Calculate the accrued income scheme (AIS) adjustment when buying or selling bonds between interest dates. Work out the interest charge and relief under ITTOIA 2005 s.619.

Accrued Income Scheme Calculator

The Accrued Income Scheme (AIS) ensures that when bonds are bought or sold between interest payment dates, the seller pays tax on interest accrued up to the sale, and the buyer gets a deduction for interest paid as part of the purchase price.

Number of days from last coupon payment to the transaction date

Frequently Asked Questions

What is the Accrued Income Scheme?

The Accrued Income Scheme (AIS) is a set of rules (ITTOIA 2005 s.619-685) that allocate interest income between buyer and seller when a bond is transferred between interest payment dates. Without the AIS, the buyer would pay tax on the full coupon received, even though part relates to the seller's holding period.

When does the AIS apply?

The AIS applies to interest-bearing securities (gilts, corporate bonds, loan notes) when transferred by UK individuals with holdings over £5,000 nominal. It does not apply to ISA holdings, National Savings certificates, or certain excluded securities. It does apply to gilts (even though gilts are CGT-exempt).

What is an AIS charge?

When a bond seller transfers a bond, they must include in their income the interest accrued from the last coupon date to the transfer date.

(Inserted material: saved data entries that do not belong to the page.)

//! Codecs for contacts, deals and interactions.

use super::attrs::AttrWriter;
use super::records::{parse_bool, parse_f64, parse_i64, RawRecord, RecordCodec};
use crate::model::crm::{Contact, Deal, Interaction};

record_section!(Contact, "Contacts");
record_section!(Deal, "Deals");
record_section!(Interaction, "Interactions");

impl RecordCodec for Contact {
    fn from_record(record: &RawRecord<'_>) -> Self {
        let name = record.title.trim();
        let (first, last) = match record.attr("first") {
            Some(first) => (first, name.strip_prefix(first).unwrap_or(name).trim()),
            None => name.split_once(' ').unwrap_or((name, "")),
        };
        let mut contact = Contact::new(first.trim(), last.trim());
        contact.company_id = record.attr_string("company");
        contact.is_primary = parse_bool(record.attr("primary"));
        contact.email = record.attr_string("email");
        contact.phone = record.attr_string("phone");
        contact.title = record.attr_string("title");
        contact.created = record.attr_string("created");
        contact.notes = record.body_text();
        contact
    }

    fn title(&self) -> String {
        self.full_name()
    }

    fn attrs(&self) -> AttrWriter {
        // A first name with spaces cannot be recovered by splitting the heading.
        let first = self
            .first_name
            .contains(char::is_whitespace)
            .then_some(self.first_name.as_str());
        let writer = AttrWriter::new()
            .opt("first", first)
            .opt("company", self.company_id.as_deref());
        let writer = if self.is_primary {
            writer.field("primary", "true")
        } else {
            writer
        };
        writer
            .opt("email", self.email.as_deref())
            .opt("phone", self.phone.as_deref())
            .opt("title", self.title.as_deref())
            .opt("created", self.created.as_deref())
    }

    fn body(&self) -> String {
        self.notes.clone()
    }
}

impl RecordCodec for Deal {
    fn from_record(record: &RawRecord<'_>) -> Self {
        let mut deal = Deal::new(record.title);
        deal.company_id = record.attr_string("company");
        deal.contact_id = record.attr_string("contact");
        if let Some(stage) = record.attr_string("stage") {
            deal.stage = stage;
        }
        deal.value = parse_f64(record.attr("value")).unwrap_or(0.0);
        deal.probability = parse_i64(record.attr("probability")).unwrap_or(0);
        deal.expected_close = record.attr_string("expected_close");
        deal.closed_at = record.attr_string("closed_at");
        deal.created = record.attr_string("created");
        deal.notes = record.body_text();
        deal
    }

    fn title(&self) -> String {
        self.title.clone()
    }

    fn attrs(&self) -> AttrWriter {
        AttrWriter::new()
            .opt("company", self.company_id.as_deref())
            .opt("contact", self.contact_id.as_deref())
            .field("stage", &self.stage)
            .field("value", self.value.to_string())
            .field("probability", self.probability.to_string())
            .opt("expected_close", self.expected_close.as_deref())
            .opt("closed_at", self.closed_at.as_deref())
            .opt("created", self.created.as_deref())
    }

    fn body(&self) -> String {
        self.notes.clone()
    }
}

impl RecordCodec for Interaction {
    fn from_record(record: &RawRecord<'_>) -> Self {
        let mut interaction =
            Interaction::new(record.title, record.attr("type").unwrap_or("note"));
        interaction.company_id = record.attr_string("company");
        interaction.contact_id = record.attr_string("contact");
        interaction.deal_id = record.attr_string("deal");
        interaction.date = record.attr_string("date");
        interaction.duration = parse_i64(record.attr("duration"));
        interaction.next_follow_up = record.attr_string("follow_up");
        interaction.notes = record.body_text();
        interaction
    }

    fn title(&self) -> String {
        self.summary.clone()
    }

    fn attrs(&self) -> AttrWriter {
        AttrWriter::new()
            .opt("company", self.company_id.as_deref())
            .opt("contact", self.contact_id.as_deref())
            .opt("deal", self.deal_id.as_deref())
            .field("type", &self.interaction_type)
            .opt("date", self.date.as_deref())
            .opt("duration", self.duration.map(|d| d.to_string()))
            .opt("follow_up", self.next_follow_up.as_deref())
    }

    fn body(&self) -> String {
        self.notes.clone()
    }
}

#[cfg(test)]
mod tests {
    use super::*;
    use crate::markdown::lexer::tokenize;
    use crate::markdown::records::{decode_records, encode_records};
    use crate::markdown::section::SourceDocument;

    #[test]
    fn contact_names_split_at_first_space() {
        let contacts: Vec<Contact> = decode_records(&tokenize(
            "## Ann van Dijk {company: company_2; primary: true; email: ann@example.com}\n<!-- id: contact_1 -->\nMet at the fair.\n",
        ));
        assert_eq!(contacts[0].first_name, "Ann");
        assert_eq!(contacts[0].last_name, "van Dijk");
        assert!(contacts[0].is_primary);
        assert_eq!(contacts[0].notes, "Met at the fair.");
    }

    #[test]
    fn multi_word_first_names_survive() {
        let mut contact = Contact::new("Mary Ann", "Lee");
        contact.id = "contact_3".to_string();
        let encoded = encode_records("Contacts", std::slice::from_ref(&contact));
        let doc = SourceDocument::parse(&encoded);
        let decoded: Vec<Contact> = decode_records(doc.section_body("Contacts"));
        assert_eq!(decoded, vec![contact]);
    }

    #[test]
    fn deal_and_interaction_attrs() {
        let deals: Vec<Deal> = decode_records(&tokenize(
            "## Renewal {company: company_1; stage: proposal; value: 12000; probability: 60}\n<!-- id: deal_1 -->\n",
        ));
        assert_eq!(deals[0].stage, "proposal");
        assert_eq!(deals[0].weighted_value(), 7200.0);

        let interactions: Vec<Interaction> = decode_records(&tokenize(
            "## Kickoff call {deal: deal_1; type: call; duration: 30}\n<!-- id: interaction_1 -->\n",
        ));
        assert_eq!(interactions[0].interaction_type, "call");
        assert_eq!(interactions[0].duration, Some(30));
        assert_eq!(interactions[0].deal_id.as_deref(), Some("deal_1"));
    }
}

This is the 'AIS charge' — extra income over and above any coupons actually received.

What is AIS relief?

The bond buyer receives 'AIS relief' — a deduction equal to the accrued interest paid as part of the purchase price. This deduction is set against the first coupon received, ensuring the buyer only pays tax on the interest genuinely attributable to their holding period.

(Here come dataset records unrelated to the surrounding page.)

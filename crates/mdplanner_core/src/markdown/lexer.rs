//! Line classification for the project document.
//!
//! Every line is kept verbatim; classification only looks at its trimmed
//! text and its indentation width.

use super::attrs::split_trailing_attrs;

/// Parsed `- [ ] (id) title {attrs}` checkbox line.
#[derive(Debug, Clone, Copy, PartialEq, Eq)]
pub struct TaskLine<'a> {
    pub completed: bool,
    pub id: Option<&'a str>,
    pub title: &'a str,
    pub attrs: Option<&'a str>,
}

#[derive(Debug, Clone, Copy, PartialEq, Eq)]
pub enum LineKind<'a> {
    Blank,
    /// `<!-- ... -->` on a single line; carries the trimmed inner text.
    Comment(&'a str),
    Heading { level: usize, text: &'a str },
    Task(TaskLine<'a>),
    /// `- `, `* ` or `+ ` bullet that is not a checkbox.
    Bullet(&'a str),
    Text,
}

#[derive(Debug, Clone, Copy, PartialEq, Eq)]
pub struct Line<'a> {
    pub raw: &'a str,
    /// Leading whitespace width; a tab counts as four columns.
    pub indent: usize,
    pub kind: LineKind<'a>,
}

impl<'a> Line<'a> {
    pub fn text(&self) -> &'a str {
        self.raw.trim()
    }

    pub fn is_blank(&self) -> bool {
        matches!(self.kind, LineKind::Blank)
    }

    pub fn heading(&self, level: usize) -> Option<&'a str> {
        match self.kind {
            LineKind::Heading { level: l, text } if l == level => Some(text),
            _ => None,
        }
    }
}

pub fn tokenize(content: &str) -> Vec<Line<'_>> {
    content.lines().map(classify).collect()
}

pub fn classify(raw: &str) -> Line<'_> {
    let indent = raw
        .chars()
        .take_while(|c| c.is_whitespace())
        .map(|c| if c == '\t' { 4 } else { 1 })
        .sum();
    let text = raw.trim();
    Line {
        raw,
        indent,
        kind: classify_text(text),
    }
}

fn classify_text(text: &str) -> LineKind<'_> {
    if text.is_empty() {
        return LineKind::Blank;
    }
    if let Some(inner) = text
        .strip_prefix("<!--")
        .and_then(|rest| rest.strip_suffix("-->"))
    {
        return LineKind::Comment(inner.trim());
    }
    if let Some(heading) = parse_heading(text) {
        return heading;
    }
    if let Some(task) = parse_task_line(text) {
        return LineKind::Task(task);
    }
    for marker in ["- ", "* ", "+ "] {
        if let Some(rest) = text.strip_prefix(marker) {
            return LineKind::Bullet(rest.trim());
        }
    }
    LineKind::Text
}

fn parse_heading(text: &str) -> Option<LineKind<'_>> {
    let level = text.chars().take_while(|c| *c == '#').count();
    if level == 0 || level > 6 {
        return None;
    }
    let rest = &text[level..];
    if !rest.starts_with(' ') {
        return None;
    }
    Some(LineKind::Heading {
        level,
        text: rest.trim(),
    })
}

fn parse_task_line(text: &str) -> Option<TaskLine<'_>> {
    let rest = text.strip_prefix("- [")?;
    let mut chars = rest.chars();
    let completed = match chars.next()? {
        ' ' => false,
        'x' | 'X' => true,
        _ => return None,
    };
    let rest = chars.as_str().strip_prefix(']')?;
    if !rest.is_empty() && !rest.starts_with(' ') {
        return None;
    }
    let mut rest = rest.trim();
    let mut id = None;
    if let Some(inner) = rest.strip_prefix('(') {
        if let Some(close) = inner.find(')') {
            let candidate = inner[..close].trim();
            if !candidate.is_empty() {
                id = Some(candidate);
                rest = inner[close + 1..].trim();
            }
        }
    }
    let (title, attrs) = split_trailing_attrs(rest);
    Some(TaskLine {
        completed,
        id,
        title: title.trim(),
        attrs,
    })
}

Does the AIS apply to gilts?

Yes. The AIS applies to government gilts even though gilts are CGT-exempt. The AIS ensures sellers of gilts pay income tax on interest accrued to the date of sale, preventing gilts from being used to roll up interest and avoid income tax.

Are there any exemptions from the AIS?

Holdings of £5,000 nominal or less are exempt. ISA holdings are excluded. NS&I savings certificates are excluded. New issues (bought at issue directly) may be excluded from some AIS provisions. Most personal bond investors below the £5,000 threshold have no AIS exposure.

How is accrued interest calculated?

Accrued interest = (Annual Coupon × Days Since Last Coupon ÷ 365). For semi-annual bonds, days between coupon dates are typically 182-184. The standard 'actual/actual' or 'actual/365' day count convention applies for UK gilts.

Does the AIS create a permanent difference or just a timing difference?

The AIS creates a timing difference only — it brings forward the charge on the seller and defers the income on the buyer. The total tax paid over the whole investment period is the same; the AIS simply allocates it correctly between seller and buyer.